Dataset entries:
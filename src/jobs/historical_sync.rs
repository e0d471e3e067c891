//! Sync job for historical (price, market cap, volume) series.
//!
//! Walks the top coins by market cap sequentially; a failure for one coin
//! is logged and the cycle moves on. The (coin_id, timestamp) key makes
//! overlapping windows converge instead of duplicating.

use sea_orm::DatabaseConnection;
use tokio::time::{Duration, interval, sleep};

use crate::services::coingecko::CoinGeckoService;
use crate::services::{normalize, upsert};

const TOP_COINS: usize = 100;
const CHART_DAYS: u32 = 365;
const COIN_PACING: Duration = Duration::from_secs(2);

pub async fn start_historical_sync_job(db: DatabaseConnection, coingecko: CoinGeckoService) {
    tokio::spawn(async move {
        let mut interval = interval(Duration::from_secs(21600)); // Every 6 hours

        loop {
            interval.tick().await;
            tracing::info!("Starting historical prices sync cycle");

            if let Err(e) = sync_historical_prices(&db, &coingecko).await {
                tracing::error!("Historical prices sync cycle failed: {}", e);
            }
        }
    });
}

pub async fn sync_historical_prices(
    db: &DatabaseConnection,
    coingecko: &CoinGeckoService,
) -> Result<(), Box<dyn std::error::Error + Send + Sync>> {
    let ids = coingecko.fetch_top_market_cap_ids(TOP_COINS).await?;

    let mut stored = 0u64;
    let mut error_count = 0usize;

    for coin_id in &ids {
        match fetch_and_store_series(db, coingecko, coin_id).await {
            Ok(count) => {
                stored += count;
                tracing::debug!("Stored {} historical points for {}", count, coin_id);
            }
            Err(e) => {
                tracing::warn!("Historical sync failed for {}: {}", coin_id, e);
                error_count += 1;
            }
        }

        sleep(COIN_PACING).await;
    }

    tracing::info!(
        "Historical prices sync complete: {} rows upserted across {} coins, {} errors",
        stored,
        ids.len(),
        error_count
    );

    Ok(())
}

async fn fetch_and_store_series(
    db: &DatabaseConnection,
    coingecko: &CoinGeckoService,
    coin_id: &str,
) -> Result<u64, Box<dyn std::error::Error + Send + Sync>> {
    let chart = coingecko
        .fetch_market_chart(coin_id, "usd", CHART_DAYS, "daily")
        .await?;

    let rows = normalize::normalize_chart(coin_id, &chart);

    Ok(upsert::upsert_historical_prices(db, rows).await?)
}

EXERCISE —
Would you return every line of the data above exactly?

PROBLEM SOLUTION —
filename src/jobs/historical_sync.rs
repository e0d471e3e067c891
//! Sync job for historical (price, market cap, volume) series.
//!
//! Walks the top coins by market cap sequentially; a failure for one coin
//! is logged and the cycle moves on. The (coin_id, timestamp) key makes
//! overlapping windows converge instead of duplicating.

use sea_orm::DatabaseConnection;
use tokio::time::{Duration, interval, sleep};

use crate::services::coingecko::CoinGeckoService;
use crate::services::{normalize, upsert};

const TOP_COINS: usize = 100;
const CHART_DAYS: u32 = 365;
const COIN_PACING: Duration = Duration::from_secs(2);

pub async fn start_historical_sync_job(db: DatabaseConnection, coingecko: CoinGeckoService) {
    tokio::spawn(async move {
        let mut interval = interval(Duration::from_secs(21600)); // Every 6 hours

        loop {
            interval.tick().await;
            tracing::info!("Starting historical prices sync cycle");

            if let Err(e) = sync_historical_prices(&db, &coingecko).await {
                tracing::error!("Historical prices sync cycle failed: {}", e);
            }
        }
    });
}

pub async fn sync_historical_prices(
    db: &DatabaseConnection,
    coingecko: &CoinGeckoService,
) -> Result<(), Box<dyn std::error::Error + Send + Sync>> {
    let ids = coingecko.fetch_top_market_cap_ids(TOP_COINS).await?;

    let mut stored = 0u64;
    let mut error_count = 0usize;

    for coin_id in &ids {
        match fetch_and_store_series(db, coingecko, coin_id).await {
            Ok(count) => {
                stored += count;
                tracing::debug!("Stored {} historical points for {}", count, coin_id);
            }
            Err(e) => {
                tracing::warn!("Historical sync failed for {}: {}", coin_id, e);
                error_count += 1;
            }
        }

        sleep(COIN_PACING).await;
    }

    tracing::info!(
        "Historical prices sync complete: {} rows upserted across {} coins, {} errors",
        stored,
        ids.len(),
        error_count
    );

    Ok(())
}

async fn fetch_and_store_series(
    db: &DatabaseConnection,
    coingecko: &CoinGeckoService,
    coin_id: &str,
) -> Result<u64, Box<dyn std::error::Error + Send + Sync>> {
    let chart = coingecko
        .fetch_market_chart(coin_id, "usd", CHART_DAYS, "daily")
        .await?;

    let rows = normalize::normalize_chart(coin_id, &chart);

    Ok(upsert::upsert_historical_prices(db, rows).await?)
}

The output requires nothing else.